A acquires by gift income-producing property which has an adjusted basis of $100,000 at the date of gift. The fair market value of the property at the date of gift is $90,000. A later sells the property for $95,000. In such case there is neither gain nor loss. The basis for determining loss is $90,000; therefore, there is no loss. Furthermore, there is no gain, since the basis for determining gain is $100,000.
(3) If the facts necessary to determine the basis of property in the hands of the donor or the last preceding owner by whom it was not acquired by gift are unknown to the donee, the district director shall, if possible, obtain such facts from such donor or last preceding owner, or any other person cognizant thereof. If the district director finds it impossible to obtain such facts, the basis in the hands of such donor or last preceding owner shall be the fair market value of such property as found by the district director as of the date or approximate date at which, according to the best information the district director is able to obtain, such property was acquired by such donor or last preceding owner. See paragraph (e) of this section for rules relating to fair market value.
(b) Uniform basis; proportionate parts of. Property acquired by gift has a single or uniform basis although more than one person may acquire an interest in such property. The uniform basis of the property remains fixed subject to proper adjustment for items under sections 1016 and 1017. However, the value of the proportionate parts of the uniform basis represented, for instance, by the respective interests of the life tenant and remainderman are adjustable to reflect the change in the relative values of such interest on account of the lapse of time. The portion of the basis attributable to an interest at the time of its sale or other disposition shall be determined under the rules provided in § 1.1014-5. In determining gain or loss from the sale or other disposition after October 9, 1969, of a term interest in property (as defined in § 1.1001-1(f)(2)) the adjusted basis of which is determined pursuant, or by reference, to section 1015, that part of the adjusted uniform basis assignable under the rules of § 1.1014-5(a) to the interest sold or otherwise disposed of shall be disregarded to the extent and in the manner provided by section 1001(e) and § 1.1001-1(f).

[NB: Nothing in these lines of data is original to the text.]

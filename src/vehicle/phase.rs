use crate::error::SimError;
use crate::physics::DragBody;

// ---------------------------------------------------------------------------
// Phase: one segment of descent under a single drag configuration
// ---------------------------------------------------------------------------

/// A descent phase ends once altitude drops to or below `breaking_altitude`.
///
/// Phases are validated on construction and immutable afterwards.
#[derive(Debug, Clone, PartialEq)]
pub struct Phase {
    name: String,
    mass: f64,              // slug
    drag: DragBody,
    time_step: f64,         // s
    breaking_altitude: f64, // ft
}

impl Phase {
    pub fn new(
        name: impl Into<String>,
        mass: f64,
        drag: DragBody,
        time_step: f64,
        breaking_altitude: f64,
    ) -> Result<Self, SimError> {
        let name = name.into();
        if !(mass > 0.0 && mass.is_finite()) {
            return Err(SimError::config(format!(
                "phase '{}': mass must be finite and positive, got {}",
                name, mass
            )));
        }
        if !(time_step > 0.0 && time_step.is_finite()) {
            return Err(SimError::config(format!(
                "phase '{}': time step must be finite and positive, got {}",
                name, time_step
            )));
        }
        if !breaking_altitude.is_finite() {
            return Err(SimError::config(format!(
                "phase '{}': breaking altitude must be finite, got {}",
                name, breaking_altitude
            )));
        }
        Ok(Self { name, mass, drag, time_step, breaking_altitude })
    }

    pub fn name(&self) -> &str {
        &self.name
    }

    pub fn mass(&self) -> f64 {
        self.mass
    }

    pub fn drag(&self) -> &DragBody {
        &self.drag
    }

    pub fn time_step(&self) -> f64 {
        self.time_step
    }

    pub fn breaking_altitude(&self) -> f64 {
        self.breaking_altitude
    }
}

// ---------------------------------------------------------------------------
// Phase builder
// ---------------------------------------------------------------------------

pub struct PhaseBuilder {
    name: String,
    mass: f64,
    cd: f64,
    area: f64,
    drag: Option<DragBody>,
    time_step: f64,
    breaking_altitude: f64,
}

impl PhaseBuilder {
    pub fn new(name: impl Into<String>) -> Self {
        Self {
            name: name.into(),
            mass: 1.0,
            cd: 0.75,
            area: 1.0,
            drag: None,
            time_step: 0.01,
            breaking_altitude: 0.0,
        }
    }

    pub fn mass(mut self, v: f64) -> Self { self.mass = v; self }
    pub fn cd(mut self, v: f64) -> Self { self.cd = v; self }
    pub fn area(mut self, v: f64) -> Self { self.area = v; self }
    pub fn time_step(mut self, v: f64) -> Self { self.time_step = v; self }
    pub fn breaking_altitude(mut self, v: f64) -> Self { self.breaking_altitude = v; self }

    /// Use an already-validated drag body (e.g. from a parachute catalog) instead of cd/area.
    pub fn drag(mut self, body: DragBody) -> Self {
        self.drag = Some(body);
        self
    }

    pub fn build(self) -> Result<Phase, SimError> {
        let drag = match self.drag {
            Some(body) => body,
            None => DragBody::new(self.cd, self.area)?,
        };
        Phase::new(self.name, self.mass, drag, self.time_step, self.breaking_altitude)
    }
}
use log::{debug, info, warn};

use crate::dynamics::state::{SimConfig, StateLayout};
use crate::error::SimError;
use crate::vehicle::{Limits, Mission};

use super::event::{check_energy, check_time_limit, EventKind, SimEvent};
use super::phase::run_phase;
use super::result::{
    estimated_drift, kinetic_energy, section_energies, DescentSummary, DriftSource, PhaseResult,
    RunResult,
};

// ---------------------------------------------------------------------------
// Mission engine: chains phases into one descent
// ---------------------------------------------------------------------------

/// Where the engine is in its current run.
#[derive(Debug, Clone, Copy, PartialEq, Eq)]
pub enum RunStatus {
    Configured,
    Running(usize),
    Completed,
    Failed(usize),
}

/// Runs a mission's phases in order, each starting from the previous phase's final state.
///
/// Equations of motion are built once in [`MissionEngine::new`]. Every call to `run`
/// starts from scratch and returns a fresh [`RunResult`], so repeated runs never see
/// each other's samples.
pub struct MissionEngine<'m, L: StateLayout<N>, const N: usize> {
    mission: &'m Mission<L, N>,
    equations: Vec<L::Equation>,
    config: SimConfig,
    status: RunStatus,
}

(c) Time of acquisition. The date that the donee acquires an interest in property by gift is when the donor relinquishes dominion over the property and not necessarily when title to the property is acquired by the donee. Thus, the date that the donee acquires an interest in property by gift where he is a successor in interest, such as in the case of a remainderman of a life estate or a beneficiary of the distribution of the corpus of a trust, is the date such interests are created by the donor and not the date the property is actually acquired.
(d) Property acquired by gift from a decedent dying after December 31, 1953. If an interest in property was acquired by the taxpayer by gift from a donor dying after December 31, 1953, under conditions which required the inclusion of the property in the donor's gross estate for estate tax purposes, and the property had not been sold, exchanged, or otherwise disposed of by the taxpayer before the donor's death, see the rules prescribed in section 1014 and the regulations thereunder.
(e) Fair market value. For the purposes of this section, the value of property as appraised for the purpose of the Federal gift tax, or, if the gift is not subject to such tax, its value as appraised for the purpose of a State gift tax, shall be deemed to be the fair market value of the property at the time of the gift.
(f) Reinvestments by fiduciary. If the property is an investment by the fiduciary under the terms of the gift (as, for example, in the case of a sale by the fiduciary of property transferred under the terms of the gift, and the reinvestment of the proceeds), the cost or other basis to the fiduciary is taken in lieu of the basis specified in paragraph (a) of this section.
(g) Records. To insure a fair and adequate determination of the proper basis under section 1015, persons making or receiving gifts of property should preserve and keep accessible a record of the facts necessary to determine the cost of the property and, if pertinent, its fair market value as of March 1, 1913, or its fair market value as of the date of the gift.